TASK TO CARRY OUT
Retype each line of the listing below, from the first through the one holding "match dashboard_role(&user, repo.get_ref())", with no other lines.

>>>>

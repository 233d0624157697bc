use actix_web::{HttpRequest, Responder, get, web};
use actix_web_flash_messages::IncomingFlashMessages;
use tera::Tera;

use crate::domain::auth::AuthenticatedUser;
use crate::domain::types::Locale;
use crate::i18n::Catalog;
use crate::repository::DieselRepository;
use crate::routes::{base_context, dashboard_path, handle_page_error, redirect, render_template};
use crate::services::dashboard::{
    company_dashboard as company_dashboard_service, dashboard_role,
    influencer_dashboard as influencer_dashboard_service,
};

/// Sends the user to the dashboard of their role.
#[get("/dashboard")]
pub async fn dashboard(
    locale: web::Path<Locale>,
    user: AuthenticatedUser,
    repo: web::Data<DieselRepository>,
    catalog: web::Data<Catalog>,
) -> impl Responder {
    let locale = locale.into_inner();
    match dashboard_role(&user, repo.get_ref()) {
        Ok(role) => redirect(&dashboard_path(locale, role)),
        Err(err) => handle_page_error(err, &catalog, locale),
    }
}

#[get("/dashboard/influencer")]
pub async fn influencer_dashboard(
    request: HttpRequest,
    locale: web::Path<Locale>,
    user: AuthenticatedUser,
    flash_messages: IncomingFlashMessages,
    repo: web::Data<DieselRepository>,
    catalog: web::Data<Catalog>,
    tera: web::Data<Tera>,
) -> impl Responder {
    let locale = locale.into_inner();
    match influencer_dashboard_service(&user, repo.get_ref()) {
        Ok(page) => {
            let mut context =
                base_context(&request, &flash_messages, Some(&user), "dashboard", locale);
            context.insert("page", &page);
            render_template(&tera, "dashboard/influencer.html", &context)
        }
        Err(err) => handle_page_error(err, &catalog, locale),
    }
}

#[get("/dashboard/company")]
pub async fn company_dashboard(
    request: HttpRequest,
    locale: web::Path<Locale>,
    user: AuthenticatedUser,
    flash_messages: IncomingFlashMessages,
    repo: web::Data<DieselRepository>,
    catalog: web::Data<Catalog>,
    tera: web::Data<Tera>,
) -> impl Responder {
    let locale = locale.into_inner();
    match company_dashboard_service(&user, repo.get_ref()) {
        Ok(page) => {
            let mut context =
                base_context(&request, &flash_messages, Some(&user), "dashboard", locale);
            context.insert("page", &page);
            render_template(&tera, "dashboard/company.html", &context)
        }
        Err(err) => handle_page_error(err, &catalog, locale),
    }
}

<<<<

TASK OUTPUT
repository 233d0624157697bc
use actix_web::{HttpRequest, Responder, get, web};
use actix_web_flash_messages::IncomingFlashMessages;
use tera::Tera;

use crate::domain::auth::AuthenticatedUser;
use crate::domain::types::Locale;
use crate::i18n::Catalog;
use crate::repository::DieselRepository;
use crate::routes::{base_context, dashboard_path, handle_page_error, redirect, render_template};
use crate::services::dashboard::{
    company_dashboard as company_dashboard_service, dashboard_role,
    influencer_dashboard as influencer_dashboard_service,
};

/// Sends the user to the dashboard of their role.
#[get("/dashboard")]
pub async fn dashboard(
    locale: web::Path<Locale>,
    user: AuthenticatedUser,
    repo: web::Data<DieselRepository>,
    catalog: web::Data<Catalog>,
) -> impl Responder {
    let locale = locale.into_inner();
    match dashboard_role(&user, repo.get_ref()) {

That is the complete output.